Find the line containing "use thiserror::Error;" in the entries below. Restate it and each line after it, word for word, up to and including the line containing "Slot start is not before its end.".

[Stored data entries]
________________________
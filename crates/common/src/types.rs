use std::str::FromStr;

use serde::{Deserialize, Serialize};
use uuid::Uuid;

/// Declares a UUID-backed identifier newtype.
///
/// Each identifier is a distinct type so a `DoctorId` can never be passed
/// where a `PatientId` is expected.
macro_rules! uuid_id {
    ($(#[$meta:meta])* $name:ident) => {
        $(#[$meta])*
        #[derive(Debug, Clone, Copy, PartialEq, Eq, PartialOrd, Ord, Hash, Serialize, Deserialize)]
        #[serde(transparent)]
        pub struct $name(Uuid);

        impl $name {
            /// Creates a new random identifier.
            pub fn new() -> Self {
                Self(Uuid::new_v4())
            }

            /// Creates an identifier from an existing UUID.
            pub fn from_uuid(uuid: Uuid) -> Self {
                Self(uuid)
            }

            /// Returns the underlying UUID.
            pub fn as_uuid(&self) -> Uuid {
                self.0
            }

            /// Returns true for the nil UUID, which stands in for an empty id.
            pub fn is_nil(&self) -> bool {
                self.0.is_nil()
            }
        }

        impl Default for $name {
            fn default() -> Self {
                Self::new()
            }
        }

        impl std::fmt::Display for $name {
            fn fmt(&self, f: &mut std::fmt::Formatter<'_>) -> std::fmt::Result {
                write!(f, "{}", self.0)
            }
        }

        impl FromStr for $name {
            type Err = uuid::Error;

            fn from_str(s: &str) -> Result<Self, Self::Err> {
                Uuid::parse_str(s).map(Self)
            }
        }

        impl From<Uuid> for $name {
            fn from(uuid: Uuid) -> Self {
                Self(uuid)
            }
        }

        impl From<$name> for Uuid {
            fn from(id: $name) -> Self {
                id.0
            }
        }
    };
}

uuid_id!(
    /// Identifier of a doctor. Doctors are owned by an external profile service.
    DoctorId
);

uuid_id!(
    /// Identifier of a patient. Patients are owned by an external profile service.
    PatientId
);

uuid_id!(
    /// Identifier of a recurring availability slot.
    SlotId
);

uuid_id!(
    /// Identifier of an appointment.
    AppointmentId
);

#[cfg(test)]
mod tests {
    use super::*;

    #[test]
    fn new_creates_unique_ids() {
        let id1 = DoctorId::new();
        let id2 = DoctorId::new();
        assert_ne!(id1, id2);
    }

    #[test]
    fn from_uuid_preserves_value() {
        let uuid = Uuid::new_v4();
        let id = SlotId::from_uuid(uuid);
        assert_eq!(id.as_uuid(), uuid);
    }

    #[test]
    fn nil_uuid_is_empty() {
        assert!(AppointmentId::from_uuid(Uuid::nil()).is_nil());
        assert!(!AppointmentId::new().is_nil());
    }

    #[test]
    fn parses_from_str() {
        let uuid = Uuid::new_v4();
        let id: PatientId = uuid.to_string().parse().unwrap();
        assert_eq!(id.as_uuid(), uuid);
        assert!("not-a-uuid".parse::<PatientId>().is_err());
    }

    #[test]
    fn serializes_as_bare_uuid() {
        let id = DoctorId::new();
        let json = serde_json::to_string(&id).unwrap();
        assert_eq!(json, format!("\"{}\"", id.as_uuid()));
    }
}
//! API server entry point.

use std::sync::Arc;

use api::config::{Config, LogFormat};
use sqlx::postgres::PgPoolOptions;
use store::{
    InMemoryAppointmentStore, InMemoryAvailabilityStore, PostgresAppointmentStore,
    PostgresAvailabilityStore, PostgresOutbox, TracingEventSink,
};
use tokio::signal;
use tracing_subscriber::EnvFilter;
use tracing_subscriber::layer::SubscriberExt;
use tracing_subscriber::util::SubscriberInitExt;

/// Waits for a shutdown signal (SIGINT or SIGTERM).
async fn shutdown_signal() {
    let ctrl_c = async {
        signal::ctrl_c()
            .await
            .expect("failed to install SIGINT handler");
    };

    #[cfg(unix)]
    let terminate = async {
        signal::unix::signal(signal::unix::SignalKind::terminate())
            .expect("failed to install SIGTERM handler")
            .recv()
            .await;
    };

    #[cfg(not(unix))]
    let terminate = std::future::pending::<()>();

    tokio::select! {
        () = ctrl_c => {
            tracing::info!("received SIGINT, starting graceful shutdown");
        }
        () = terminate => {
            tracing::info!("received SIGTERM, starting graceful shutdown");
        }
    }
}

fn init_tracing(config: &Config) {
    let filter = EnvFilter::try_new(&config.log_level).unwrap_or_else(|_| EnvFilter::new("info"));
    let registry = tracing_subscriber::registry().with(filter);

    match config.log_format {
        LogFormat::Json => registry
            .with(tracing_subscriber::fmt::layer().json())
            .init(),
        LogFormat::Pretty => registry.with(tracing_subscriber::fmt::layer()).init(),
    }
}

#[tokio::main]
async fn main() {
    let config = Config::from_env();

    // 1. Initialize tracing
    init_tracing(&config);

    // 2. Install Prometheus metrics recorder
    let metrics_handle = metrics_exporter_prometheus::PrometheusBuilder::new()
        .install_recorder()
        .expect("failed to install Prometheus recorder");

    // 3. Wire stores and services
    let app = match &config.database_url {
        Some(url) => {
            let pool = PgPoolOptions::new()
                .max_connections(10)
                .connect(url)
                .await
                .expect("failed to connect to PostgreSQL");
            store::run_migrations(&pool)
                .await
                .expect("failed to run migrations");
            tracing::info!("using PostgreSQL stores");

            let state = api::build_state(
                PostgresAvailabilityStore::new(pool.clone()),
                PostgresAppointmentStore::new(pool.clone()),
                Arc::new(PostgresOutbox::new(pool)),
                "postgres",
                config.enforce_availability,
            );
            api::create_app(state, metrics_handle)
        }
        None => {
            tracing::info!("DATABASE_URL not set, using in-memory stores");

            let state = api::build_state(
                InMemoryAvailabilityStore::new(),
                InMemoryAppointmentStore::new(),
                Arc::new(TracingEventSink),
                "memory",
                config.enforce_availability,
            );
            api::create_app(state, metrics_handle)
        }
    };

    // 4. Start server
    let addr = config.addr();
    tracing::info!(%addr, enforce_availability = config.enforce_availability, "starting API server");

    let listener = tokio::net::TcpListener::bind(&addr)
        .await
        .expect("failed to bind address");
    axum::serve(listener, app)
        .with_graceful_shutdown(shutdown_signal())
        .await
        .expect("server error");

    tracing::info!("server shut down gracefully");
}
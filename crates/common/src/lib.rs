//! Shared types for the clinic scheduling core.
//!
//! Holds the identifier newtypes and the two records every layer passes
//! around: [`AvailabilitySlot`] and [`Appointment`].

mod appointment;
mod slot;
mod types;

pub use appointment::{Appointment, AppointmentStatus, ParseStatusError};
pub use slot::{AvailabilitySlot, DayOfWeek, ParseDayOfWeekError, intervals_overlap, slot_order};
pub use types::{AppointmentId, DoctorId, PatientId, SlotId};
//! Doctor availability: recurring weekly slots and the queries over them.

mod commands;
mod events;
pub mod queries;
mod service;

pub use commands::{AddSlot, UpdateSlot};
pub use events::AvailabilityEvent;
pub use service::AvailabilityManager;

use chrono::{NaiveDate, NaiveDateTime, NaiveTime};
use common::{DayOfWeek, DoctorId};
use thiserror::Error;

/// Errors that can occur during availability operations.
#[derive(Debug, Error)]
pub enum AvailabilityError {
    /// Doctor ID is required.
    #[error("Doctor ID is required")]
    DoctorIdRequired,

    /// Slot start is not before its end.
    #[error("Invalid time range: start {start} must be before end {end}")]
    InvalidTimeRange { start: NaiveTime, end: NaiveTime },

    /// Requested window start is not before its end.
    #[error("Invalid window: start {start} must be before end {end}")]
    InvalidWindow { start: NaiveTime, end: NaiveTime },

    /// Date range is reversed.
    #[error("Invalid date range: {from} is after {to}")]
    InvalidDateRange { from: NaiveDate, to: NaiveDate },

    /// Interval is reversed.
    #[error("Invalid interval: {start} is after {end}")]
    InvalidInterval {
        start: NaiveDateTime,
        end: NaiveDateTime,
    },

    /// The slot would overlap another slot of the same doctor and day.
    #[error("Slot overlaps an existing slot for doctor {doctor_id} on {day}")]
    Overlap { doctor_id: DoctorId, day: DayOfWeek },
}

impl AvailabilityError {
    /// Returns true for errors caused by existing state rather than bad input.
    pub fn is_conflict(&self) -> bool {
        matches!(self, AvailabilityError::Overlap { .. })
    }
}
#[async_trait]
impl AppointmentStore for PostgresAppointmentStore {
    async fn insert(&self, appointment: Appointment) -> Result<Appointment> {
        sqlx::query(
            r#"
            INSERT INTO appointments (id, patient_id, doctor_id, date_time, status, comment,
                                      cancellation_justification, created_at, updated_at)
            VALUES ($1, $2, $3, $4, $5, $6, $7, $8, $9)
            "#,
        )
        .bind(appointment.id.as_uuid())
        .bind(appointment.patient_id.as_uuid())
        .bind(appointment.doctor_id.as_uuid())
        .bind(appointment.date_time)
        .bind(appointment.status.as_str())
        .bind(&appointment.comment)
        .bind(&appointment.cancellation_justification)
        .bind(appointment.created_at)
        .bind(appointment.updated_at)
        .execute(&self.pool)
        .await
        .map_err(|e| Self::map_write_error(e, &appointment))?;

        Ok(appointment)
    }

    async fn update(&self, appointment: Appointment) -> Result<Appointment> {
        let row = sqlx::query(&format!(
            "UPDATE appointments \
             SET patient_id = $2, doctor_id = $3, date_time = $4, comment = $5, updated_at = $6 \
             WHERE id = $1 \
             RETURNING {APPOINTMENT_COLUMNS}"
        ))
        .bind(appointment.id.as_uuid())
        .bind(appointment.patient_id.as_uuid())
        .bind(appointment.doctor_id.as_uuid())
        .bind(appointment.date_time)
        .bind(&appointment.comment)
        .bind(appointment.updated_at)
        .fetch_optional(&self.pool)
        .await
        .map_err(|e| Self::map_write_error(e, &appointment))?;

        match row {
            Some(row) => Self::row_to_appointment(row),
            None => Err(StoreError::NotFound {
                entity: "Appointment",
                id: appointment.id.as_uuid(),
            }),
        }
    }

    async fn update_status(
        &self,
        id: AppointmentId,
        expected: AppointmentStatus,
        status: AppointmentStatus,
        justification: Option<String>,
    ) -> Result<Appointment> {
        let row = sqlx::query(&format!(
            "UPDATE appointments \
             SET status = $3, cancellation_justification = $4, updated_at = NOW() \
             WHERE id = $1 AND status = $2 \
             RETURNING {APPOINTMENT_COLUMNS}"
        ))
        .bind(id.as_uuid())
        .bind(expected.as_str())
        .bind(status.as_str())
        .bind(justification)
        .fetch_optional(&self.pool)
        .await?;

        if let Some(row) = row {
            return Self::row_to_appointment(row);
        }

        // Either the appointment is gone or another writer moved it first
        match self.get(id).await? {
            Some(current) => Err(StoreError::StatusConflict {
                id: id.as_uuid(),
                expected: expected.to_string(),
                actual: current.status.to_string(),
            }),
            None => Err(StoreError::NotFound {
                entity: "Appointment",
                id: id.as_uuid(),
            }),
        }
    }

    async fn delete(&self, id: AppointmentId) -> Result<()> {
        let result = sqlx::query("DELETE FROM appointments WHERE id = $1")
            .bind(id.as_uuid())
            .execute(&self.pool)
            .await?;

        if result.rows_affected() == 0 {
            return Err(StoreError::NotFound {
                entity: "Appointment",
                id: id.as_uuid(),
            });
        }
        Ok(())
    }

    async fn get(&self, id: AppointmentId) -> Result<Option<Appointment>> {
        let row = sqlx::query(&format!(
            "SELECT {APPOINTMENT_COLUMNS} FROM appointments WHERE id = $1"
        ))
        .bind(id.as_uuid())
        .fetch_optional(&self.pool)
        .await?;

        row.map(Self::row_to_appointment).transpose()
    }

    async fn exists_at(
        &self,
        doctor_id: DoctorId,
        date_time: NaiveDateTime,
        excluding: Option<AppointmentId>,
    ) -> Result<bool> {
        let exists: bool = sqlx::query_scalar(
            r#"
            SELECT EXISTS (
                SELECT 1 FROM appointments
                WHERE doctor_id = $1 AND date_time = $2
                  AND ($3::uuid IS NULL OR id <> $3)
            )
            "#,
        )
        .bind(doctor_id.as_uuid())
        .bind(date_time)
        .bind(excluding.map(|id| id.as_uuid()))
        .fetch_one(&self.pool)
        .await?;

        Ok(exists)
    }

    async fn list_by_doctor(&self, doctor_id: DoctorId) -> Result<Vec<Appointment>> {
        let rows = sqlx::query(&format!(
            "SELECT {APPOINTMENT_COLUMNS} FROM appointments \
             WHERE doctor_id = $1 ORDER BY date_time"
        ))
        .bind(doctor_id.as_uuid())
        .fetch_all(&self.pool)
        .await?;

        rows.into_iter().map(Self::row_to_appointment).collect()
    }

    async fn list_by_patient(&self, patient_id: PatientId) -> Result<Vec<Appointment>> {
        let rows = sqlx::query(&format!(
            "SELECT {APPOINTMENT_COLUMNS} FROM appointments \
             WHERE patient_id = $1 ORDER BY date_time"
        ))
        .bind(patient_id.as_uuid())
        .fetch_all(&self.pool)
        .await?;

        rows.into_iter().map(Self::row_to_appointment).collect()
    }
}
________________________
● YOUR RESPONSE
use thiserror::Error;

/// Errors that can occur during availability operations.
#[derive(Debug, Error)]
pub enum AvailabilityError {
    /// Doctor ID is required.
    #[error("Doctor ID is required")]
    DoctorIdRequired,

    /// Slot start is not before its end.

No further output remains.